Secondly, I decided in December, when my computer crashed, to start seriously learning to play pool. I've always enjoyed playing with friends in a bar setting or whatever, and I was never all that bad. I knew how to hit the ball really hard and make it into the pocket. Usually.
But in December I really needed to get out of my winter slump, and so I thought I would pick up a hobby.
I was so wrong!
What I picked up was an obsession. An addiction.
Luckily for me there is a billiards place only a couple blocks from my house, and this town is small enough that I didn't have too many onlookers while I was making a fool of myself at the table. I started spending hours and hours there, just setting the balls on the table and making shot after shot. I started being able to spot the regulars- all older men- and even getting on a wave-at-each-other basis with them.

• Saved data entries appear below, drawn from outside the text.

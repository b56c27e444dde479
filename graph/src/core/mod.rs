pub mod arc;
pub mod frame;
pub mod graph;
pub mod oid;

pub use arc::{Arc, ArcIdx, ArcJunction, LaneIdx, Row, START_ARC};
pub use frame::{FlatLane, Frame, LaneTable};
pub use graph::{ChainIter, Graph, GraphError, DEFAULT_KEYFRAME_INTERVAL};
pub use oid::CommitId;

Then a man approached me one evening after seeing me there a few times. He offered some advice and that's when I learned that pool was a sport, one that I could learn about. I realized that it wasn't just about luck, or about getting the object ball in the pocket. There are definite facts and rules of engagement and skill involved.
And now you can't get me to do anything else.

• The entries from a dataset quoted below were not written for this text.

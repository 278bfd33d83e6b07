//! CPU opcodes
//!
//! Cycle accounting and opcode metadata. The metadata table drives the
//! disassembler and execution tracing; the regular MOV/ALU blocks are
//! generated by loops, the irregular opcodes are listed explicitly.

use super::types::I8Byte;

/// Cycle table, indexed by opcode byte.
///
/// Conditional CALL/RET entries store the taken count; an untaken branch
/// consumes six fewer cycles.
pub const CYCLES: [u32; 256] = [
    4, 10, 7, 5, 5, 5, 7, 4, 4, 10, 7, 5, 5, 5, 7, 4, // 0x00
    4, 10, 7, 5, 5, 5, 7, 4, 4, 10, 7, 5, 5, 5, 7, 4, // 0x10
    4, 10, 16, 5, 5, 5, 7, 4, 4, 10, 16, 5, 5, 5, 7, 4, // 0x20
    4, 10, 7, 5, 10, 10, 7, 4, 4, 10, 13, 5, 5, 5, 7, 4, // 0x30
    5, 5, 5, 5, 5, 5, 5, 5, 5, 5, 5, 5, 5, 5, 5, 5, // 0x40
    5, 5, 5, 5, 5, 5, 5, 5, 5, 5, 5, 5, 5, 5, 5, 5, // 0x50
    5, 5, 5, 5, 5, 5, 5, 5, 5, 5, 5, 5, 5, 5, 5, 5, // 0x60
    5, 5, 7, 7, 7, 7, 7, 5, 5, 5, 5, 5, 5, 5, 5, 5, // 0x70
    4, 4, 4, 4, 4, 4, 7, 4, 4, 4, 4, 4, 4, 4, 7, 4, // 0x80
    4, 4, 4, 4, 4, 4, 7, 4, 4, 4, 4, 4, 4, 4, 7, 4, // 0x90
    4, 4, 4, 4, 4, 4, 4, 4, 4, 4, 4, 4, 4, 4, 7, 4, // 0xA0
    4, 4, 4, 4, 4, 4, 4, 4, 4, 4, 4, 4, 4, 4, 7, 4, // 0xB0
    11, 10, 10, 10, 17, 11, 7, 11, 11, 10, 10, 10, 17, 17, 7, 11, // 0xC0
    11, 10, 10, 10, 17, 11, 7, 11, 11, 10, 10, 10, 10, 17, 7, 11, // 0xD0
    11, 10, 10, 18, 17, 11, 7, 11, 11, 5, 10, 5, 17, 17, 7, 11, // 0xE0
    11, 10, 10, 4, 17, 11, 7, 11, 11, 5, 10, 4, 17, 17, 7, 11, // 0xF0
];

/// Extra cycles consumed by a taken conditional CALL or RET
pub const BRANCH_CYCLES: u32 = 6;

/// Opcode bytes not defined on the 8080
pub const NOT_USED: [I8Byte; 12] = [
    0x08, 0x10, 0x18, 0x20, 0x28, 0x30, 0x38, 0xCB, 0xD9, 0xDD, 0xED, 0xFD,
];

/// Opcode metadata
pub struct OpcodeDef {
    /// Mnemonic, with `d8` / `d16` / `a16` operand placeholders
    pub mnemonic: String,
    /// Instruction size in bytes
    pub size: usize,
}

lazy_static! {
    /// Opcode metadata table, indexed by opcode byte
    pub static ref OPCODES: Vec<OpcodeDef> = build_opcode_table();
}

const REGISTER_NAMES: [&str; 8] = ["B", "C", "D", "E", "H", "L", "M", "A"];
const PAIR_NAMES: [&str; 4] = ["B", "D", "H", "SP"];
const STACK_PAIR_NAMES: [&str; 4] = ["B", "D", "H", "PSW"];
const CONDITION_NAMES: [&str; 8] = ["NZ", "Z", "NC", "C", "PO", "PE", "P", "M"];
const ALU_NAMES: [&str; 8] = ["ADD", "ADC", "SUB", "SBB", "ANA", "XRA", "ORA", "CMP"];
const IMMEDIATE_NAMES: [&str; 8] = ["ADI", "ACI", "SUI", "SBI", "ANI", "XRI", "ORI", "CPI"];

fn def(table: &mut Vec<OpcodeDef>, opcode: usize, mnemonic: &str, size: usize) {
    table[opcode] = OpcodeDef {
        mnemonic: mnemonic.to_string(),
        size,
    };
}

fn build_opcode_table() -> Vec<OpcodeDef> {
    // Undefined opcodes keep the "-" default.
    let mut table: Vec<OpcodeDef> = (0..256)
        .map(|_| OpcodeDef {
            mnemonic: String::from("-"),
            size: 1,
        })
        .collect();

    // Register pair operations
    for (idx, pair) in PAIR_NAMES.iter().enumerate() {
        let base = idx * 0x10;
        def(&mut table, base + 0x01, &format!("LXI {},d16", pair), 3);
        def(&mut table, base + 0x03, &format!("INX {}", pair), 1);
        def(&mut table, base + 0x09, &format!("DAD {}", pair), 1);
        def(&mut table, base + 0x0B, &format!("DCX {}", pair), 1);
    }

    // Single register operations
    for (idx, name) in REGISTER_NAMES.iter().enumerate() {
        def(&mut table, idx * 8 + 0x04, &format!("INR {}", name), 1);
        def(&mut table, idx * 8 + 0x05, &format!("DCR {}", name), 1);
        def(&mut table, idx * 8 + 0x06, &format!("MVI {},d8", name), 2);
    }

    def(&mut table, 0x00, "NOP", 1);
    def(&mut table, 0x02, "STAX B", 1);
    def(&mut table, 0x07, "RLC", 1);
    def(&mut table, 0x0A, "LDAX B", 1);
    def(&mut table, 0x0F, "RRC", 1);
    def(&mut table, 0x12, "STAX D", 1);
    def(&mut table, 0x17, "RAL", 1);
    def(&mut table, 0x1A, "LDAX D", 1);
    def(&mut table, 0x1F, "RAR", 1);
    def(&mut table, 0x22, "SHLD a16", 3);
    def(&mut table, 0x27, "DAA", 1);
    def(&mut table, 0x2A, "LHLD a16", 3);
    def(&mut table, 0x2F, "CMA", 1);
    def(&mut table, 0x32, "STA a16", 3);
    def(&mut table, 0x37, "STC", 1);
    def(&mut table, 0x3A, "LDA a16", 3);
    def(&mut table, 0x3F, "CMC", 1);

    // MOV block
    for (dst_idx, dst) in REGISTER_NAMES.iter().enumerate() {
        for (src_idx, src) in REGISTER_NAMES.iter().enumerate() {
            let opcode = 0x40 + dst_idx * 8 + src_idx;
            if opcode == 0x76 {
                continue;
            }
            def(&mut table, opcode, &format!("MOV {},{}", dst, src), 1);
        }
    }
    def(&mut table, 0x76, "HLT", 1);

    // ALU block
    for (op_idx, name) in ALU_NAMES.iter().enumerate() {
        for (src_idx, src) in REGISTER_NAMES.iter().enumerate() {
            let opcode = 0x80 + op_idx * 8 + src_idx;
            def(&mut table, opcode, &format!("{} {}", name, src), 1);
        }
    }

    // Conditional control and restarts
    for (idx, condition) in CONDITION_NAMES.iter().enumerate() {
        let base = 0xC0 + idx * 8;
        def(&mut table, base, &format!("R{}", condition), 1);
        def(&mut table, base + 0x02, &format!("J{} a16", condition), 3);
        def(&mut table, base + 0x04, &format!("C{} a16", condition), 3);
        def(&mut table, base + 0x07, &format!("RST {}", idx), 1);
    }

    // Stack pairs
    for (idx, pair) in STACK_PAIR_NAMES.iter().enumerate() {
        let base = 0xC0 + idx * 0x10;
        def(&mut table, base + 0x01, &format!("POP {}", pair), 1);
        def(&mut table, base + 0x05, &format!("PUSH {}", pair), 1);
    }

    // Immediate ALU operations
    for (idx, name) in IMMEDIATE_NAMES.iter().enumerate() {
        def(&mut table, 0xC6 + idx * 8, &format!("{} d8", name), 2);
    }

    def(&mut table, 0xC3, "JMP a16", 3);
    def(&mut table, 0xC9, "RET", 1);
    def(&mut table, 0xCD, "CALL a16", 3);
    def(&mut table, 0xD3, "OUT d8", 2);
    def(&mut table, 0xDB, "IN d8", 2);
    def(&mut table, 0xE3, "XTHL", 1);
    def(&mut table, 0xE9, "PCHL", 1);
    def(&mut table, 0xEB, "XCHG", 1);
    def(&mut table, 0xF3, "DI", 1);
    def(&mut table, 0xF9, "SPHL", 1);
    def(&mut table, 0xFB, "EI", 1);

    table
}

/// Disassemble one instruction.
///
/// # Arguments
///
/// * `data` - Instruction stream
/// * `offset` - Instruction offset
///
/// # Returns
///
/// * Assembly string and instruction size.
///
pub fn disassemble(data: &[I8Byte], offset: usize) -> (String, usize) {
    let opcode = data[offset];
    let def = &OPCODES[opcode as usize];

    let assembly = match def.size {
        2 => {
            let value = byte_at(data, offset + 1);
            def.mnemonic.replace("d8", &format!("#${:02X}", value))
        }
        3 => {
            let low = byte_at(data, offset + 1);
            let high = byte_at(data, offset + 2);
            let value = (u16::from(high) << 8) | u16::from(low);
            def.mnemonic
                .replace("d16", &format!("#${:04X}", value))
                .replace("a16", &format!("${:04X}", value))
        }
        _ => def.mnemonic.clone(),
    };

    (assembly, def.size)
}

fn byte_at(data: &[I8Byte], offset: usize) -> I8Byte {
    data.get(offset).copied().unwrap_or(0)
}

#[cfg(test)]
mod tests {
    use super::*;

    #[test]
    fn test_cycle_table() {
        assert_eq!(CYCLES.len(), 256);
        assert_eq!(CYCLES[0x00], 4);
        assert_eq!(CYCLES[0x76], 7);
        assert_eq!(CYCLES[0xC3], 10);
        assert_eq!(CYCLES[0xCD], 17);

        // Every RST vector costs 11 cycles, which is also the cost of a
        // taken interrupt.
        for index in 0..8 {
            assert_eq!(CYCLES[0xC7 + index * 8], 11);
        }
    }

    #[test]
    fn test_opcode_table() {
        assert_eq!(OPCODES.len(), 256);
        assert_eq!(OPCODES[0x00].mnemonic, "NOP");
        assert_eq!(OPCODES[0x41].mnemonic, "MOV B,C");
        assert_eq!(OPCODES[0x76].mnemonic, "HLT");
        assert_eq!(OPCODES[0x86].mnemonic, "ADD M");
        assert_eq!(OPCODES[0xC2].mnemonic, "JNZ a16");
        assert_eq!(OPCODES[0xF5].mnemonic, "PUSH PSW");
        assert_eq!(OPCODES[0xFE].mnemonic, "CPI d8");

        assert_eq!(OPCODES[0x3E].size, 2);
        assert_eq!(OPCODES[0x21].size, 3);
        assert_eq!(OPCODES[0xC9].size, 1);

        for opcode in NOT_USED.iter() {
            assert_eq!(OPCODES[*opcode as usize].mnemonic, "-");
        }
    }

    #[test]
    fn test_disassemble() {
        let program = [0x3E, 0x42, 0x21, 0x00, 0x24, 0xC3, 0x08, 0x00];

        let (assembly, size) = disassemble(&program, 0);
        assert_eq!(assembly, "MVI A,#$42");
        assert_eq!(size, 2);

        let (assembly, size) = disassemble(&program, 2);
        assert_eq!(assembly, "LXI H,#$2400");
        assert_eq!(size, 3);

        let (assembly, size) = disassemble(&program, 5);
        assert_eq!(assembly, "JMP $0008");
        assert_eq!(size, 3);
    }

    #[test]
    fn test_disassemble_truncated_operand() {
        let program = [0xC3];
        let (assembly, size) = disassemble(&program, 0);
        assert_eq!(assembly, "JMP $0000");
        assert_eq!(size, 3);
    }
}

I practice as much as I can now. All of my income goes towards playing pool. I am in a nine-ball league on sundays at the billiards place up the street, a TAP league on tuesdays at the place a couple towns over, on mondays it's snooker with the same regulars that I am now a part of, and on saturdays the TAP place has tournaments. And every other spare moment is practicing.
There are some shitty things about playing pool for me, though.
Its so expensive! I can't have a job right now because of my status on the heart transplant list, and I've asked the owner of the billiards place twice if I could work for him in exchange for free pool. He said no both times. The place where I play TAP is free on two nights out of the week...which I take advantage of despite the health risks of playing in a smoke filled building. I just don't understand how people become really good if they aren't able to practice all the time. Do you have to be rich to be good?
And then there are the men who are just assholes. I've never played a woman in a tournament or in either league I'm on. Once a guy stuck his hand up my skirt at a table, and plenty of jerks like to stare at me like I'm a piece of meat, or like I'm bending over to shoot to seduce them. And let's not forget about the excuses I get when I kick a man's ass playing. "oh, I just can't focus completely when I play a woman" or "it's a mother complex" or "It isn't nice to win to a lady"... I constantly get negative feedback from the people I play with. I'm not asking for anyone to kiss my butt or shower me with complements...but when I legitimately win and play well, I hate to be shoved down with comments that make it seem like I didn't win by my skill, but by their lack of it.
But anyway.
Im so glad I've found a passion that I can focus on right now. Wish me luck!!!